Glucocorticoids (GCs) are often used as an adjuvant therapy to reduce the adverse effects of chemotherapy in breast cancer patients. Moreover, GCs can display pro-proliferative or anti-proliferative effects on BC cells depending on their molecular subtype. In addition, long-term use of GCs can induce drug resistance and tumor progression. The biological activity of GCs is mediated by glucocorticoid receptor (GR) via either transrepression or transactivation. The anti-inflammatory effects of GCs are thought to be due to transrepression, while side effects, drug resistance and tumor progression/metastasis are associated with transactivation. We have previously demonstrated that Compound A, a selective GR agonist (SEGRA), has a GR-dependent antitumor effect on blood cancer cells in vitro, not triggering the GR transactivation.
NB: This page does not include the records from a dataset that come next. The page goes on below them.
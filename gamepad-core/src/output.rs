//! Output path: LED and rumble requests, and the sink variants write
//! vendor output reports to.

use heapless::Vec;

/// Largest output report a variant produces, header included.
pub const MAX_OUTPUT_REPORT: usize = 80;

/// Bluetooth HIDP transaction header for an output report (DATA | OUTPUT).
pub const HIDP_OUTPUT_HEADER: u8 = 0xA2;

/// An output report ready for the transport, starting with the HIDP header.
pub type OutputReport = Vec<u8, MAX_OUTPUT_REPORT>;

/// Error type for output operations.
#[derive(Debug, Clone, Copy, PartialEq, Eq)]
#[cfg_attr(feature = "defmt", derive(defmt::Format))]
pub enum OutputError {
    /// Report dropped (transport not draining the outbox).
    Dropped,
    /// Report larger than [`MAX_OUTPUT_REPORT`].
    TooLong,
}

/// Destination for the output reports of one device.
///
/// Sending never blocks: a report that cannot be queued is dropped and
/// [`OutputError::Dropped`] returned.
pub trait OutputSink {
    /// Queue one output report. `report` starts with [`HIDP_OUTPUT_HEADER`].
    fn send(&mut self, report: &[u8]) -> Result<(), OutputError>;
}

/// Abstract player LED pattern, one bit per LED (bit 0 = player 1).
#[derive(Clone, Copy, Default, Debug, PartialEq, Eq)]
#[cfg_attr(feature = "defmt", derive(defmt::Format))]
pub struct PlayerLeds(pub u8);

impl PlayerLeds {
    pub const OFF: Self = Self(0);

    /// Pattern lighting the LED of `player` (1-4). Other values turn all off.
    #[must_use]
    pub const fn player(player: u8) -> Self {
        match player {
            1..=4 => Self(1 << (player - 1)),
            _ => Self::OFF,
        }
    }

    /// Lowest lit LED (1-4), if any.
    #[must_use]
    pub const fn first_player(self) -> Option<u8> {
        let mask = self.0 & 0x0F;
        if mask == 0 {
            None
        } else {
            Some(mask.trailing_zeros() as u8 + 1)
        }
    }
}

/// Rumble request.
#[derive(Clone, Copy, Default, Debug, PartialEq, Eq)]
#[cfg_attr(feature = "defmt", derive(defmt::Format))]
pub struct Rumble {
    /// Weak (high frequency) motor strength.
    pub weak: u8,
    /// Strong (low frequency) motor strength.
    pub strong: u8,
    /// How long to rumble, for controllers that time it themselves.
    pub duration_ms: u16,
}

impl Rumble {
    pub const OFF: Self = Self {
        weak: 0,
        strong: 0,
        duration_ms: 0,
    };

    #[must_use]
    pub const fn new(weak: u8, strong: u8, duration_ms: u16) -> Self {
        Self {
            weak,
            strong,
            duration_ms,
        }
    }

    #[inline]
    #[must_use]
    pub const fn is_off(&self) -> bool {
        self.weak == 0 && self.strong == 0
    }
}

/// Static output capabilities of a controller family.
#[derive(Clone, Copy, Default, Debug, PartialEq, Eq)]
#[cfg_attr(feature = "defmt", derive(defmt::Format))]
pub struct Capabilities {
    pub player_leds: bool,
    pub rumble: bool,
}

impl Capabilities {
    pub const NONE: Self = Self {
        player_leds: false,
        rumble: false,
    };
}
This study was focused on the analysis of the CpdA activity in BC models in vitro. We demonstrated the antiproliferative effect of CpdA on BC cells and its ability to induce transrepression of GR-depended genes such as CCND1-3, COX-2, iNOS without the induction of transactivation. A comparative analysis showed that CpdA was an effective and safe alternative to dexamethasone in adjuvant chemotherapy for breast cancer.